David Lindstrom, a retired school principal who serves as the advisory committee chairman, said he spent two months in 2003 researching Hughes' involvement with the group. He could find only a single reference to Hughes in newspaper stories about the group and also uncovered no further evidence of anti-Japanese sentiment by Hughes in talking to local residents who remember the era.

Lindstrom said even though there isn't a lot of hard evidence, his personal belief is that "because the (anti-Japanese) movement became so nasty, and because his name does not appear later, and knowing he was a very humane person, I feel he saw the fact it was wrong and quietly dropped out."

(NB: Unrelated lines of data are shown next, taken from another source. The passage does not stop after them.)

//! FillClass: a Kotlin language server quick fix that fills the missing
//! arguments of a constructor or function call.
//!
//! - [`fill`]: the argument synthesis engine
//! - [`kotlin`]: the text-level declaration index and call-site locator
//! - [`quickfix`]: one fill at a document position
//! - [`server`]: the `LanguageServer` implementation
//! - [`config`] and [`logging`]: the ambient setup shared with the CLI

use std::collections::HashMap;
use std::path::PathBuf;
use std::sync::Arc;
use std::sync::atomic::AtomicBool;

use parking_lot::Mutex;
use tower_lsp::Client;

pub mod config;
pub mod fill;
pub mod kotlin;
pub mod logging;
pub mod quickfix;
mod server;
pub mod types;
pub mod util;

use crate::config::FillConfig;
use crate::kotlin::DeclarationIndex;

/// Client-side command that steps the cursor through the inserted
/// arguments.  Its single argument is `{ "uri", "ranges" }`.
pub const PLACE_CURSORS_COMMAND: &str = "fillclass.placeCursors";

pub struct Backend {
    name: String,
    version: String,
    /// Full text of every open document, keyed by URI.
    open_files: Arc<Mutex<HashMap<String, String>>>,
    index: Arc<Mutex<DeclarationIndex>>,
    /// Configuration from the TOML files only.
    file_config: Arc<Mutex<FillConfig>>,
    /// Effective configuration, including LSP settings.
    config: Arc<Mutex<FillConfig>>,
    /// `initializationOptions`, applied once the files are loaded.
    initialization_options: Arc<Mutex<Option<serde_json::Value>>>,
    workspace_root: Arc<Mutex<Option<PathBuf>>>,
    /// Whether the client resolves code actions lazily.
    supports_resolve: AtomicBool,
    client: Option<Client>,
}

impl Backend {
    pub fn new(client: Client) -> Self {
        Self {
            client: Some(client),
            ..Self::new_test()
        }
    }

    /// A backend without a client, for tests.
    pub fn new_test() -> Self {
        Self {
            name: "FillClass".to_string(),
            version: env!("CARGO_PKG_VERSION").to_string(),
            open_files: Arc::new(Mutex::new(HashMap::new())),
            index: Arc::new(Mutex::new(DeclarationIndex::new())),
            file_config: Arc::new(Mutex::new(FillConfig::default())),
            config: Arc::new(Mutex::new(FillConfig::default())),
            initialization_options: Arc::new(Mutex::new(None)),
            workspace_root: Arc::new(Mutex::new(None)),
            supports_resolve: AtomicBool::new(false),
            client: None,
        }
    }

    /// A backend rooted at `root`, for tests.
    pub fn new_test_with_workspace(root: PathBuf) -> Self {
        let backend = Self::new_test();
        *backend.workspace_root.lock() = Some(root);
        backend
    }

    /// Number of files currently in the declaration index.
    pub fn indexed_file_count(&self) -> usize {
        self.index.lock().len()
    }

    /// The effective configuration.
    pub fn config(&self) -> FillConfig {
        self.config.lock().clone()
    }
}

Neither individual residents of Japanese ancestry nor members of the Japanese American Citizens League were specifically sought out for input during the review -- something Kodachi sees as a significant oversight. But Lindstrom said the members of two city advisory committees grappled with the question of Hughes' involvement, in the context of the overall hysteria of the times.

"In my mind, it was an unfortunate chapter in our history," Lindstrom said.

The proposed monument to Hughes would be in the location of his former office near Main Avenue and Powell Boulevard in Main City Park. At first, it would consist of a temporary wooden marker, to be replaced -- after about $2,500 is raised -- with a boulder with a brass plaque attached to it.

Gresham Mayor Chuck Becker said Monday he would support the monument, adding that he hoped the community would not raise the anti-Japanese issue again.

"I'm satisfied with recognizing that this is the location where Dr. Hughes had his medical offices," Becker said. "That's fine with me. . . . It's more a historical marker than anything else."
Councilor Paul Warr-King said Monday he is satisfied that Hughes had no direct involvement with the anti-Japanese group.

"Being a small town, I'm sure he was involved with everything that was going on," Warr-King said, but Warr-King believes it was "very minor involvement."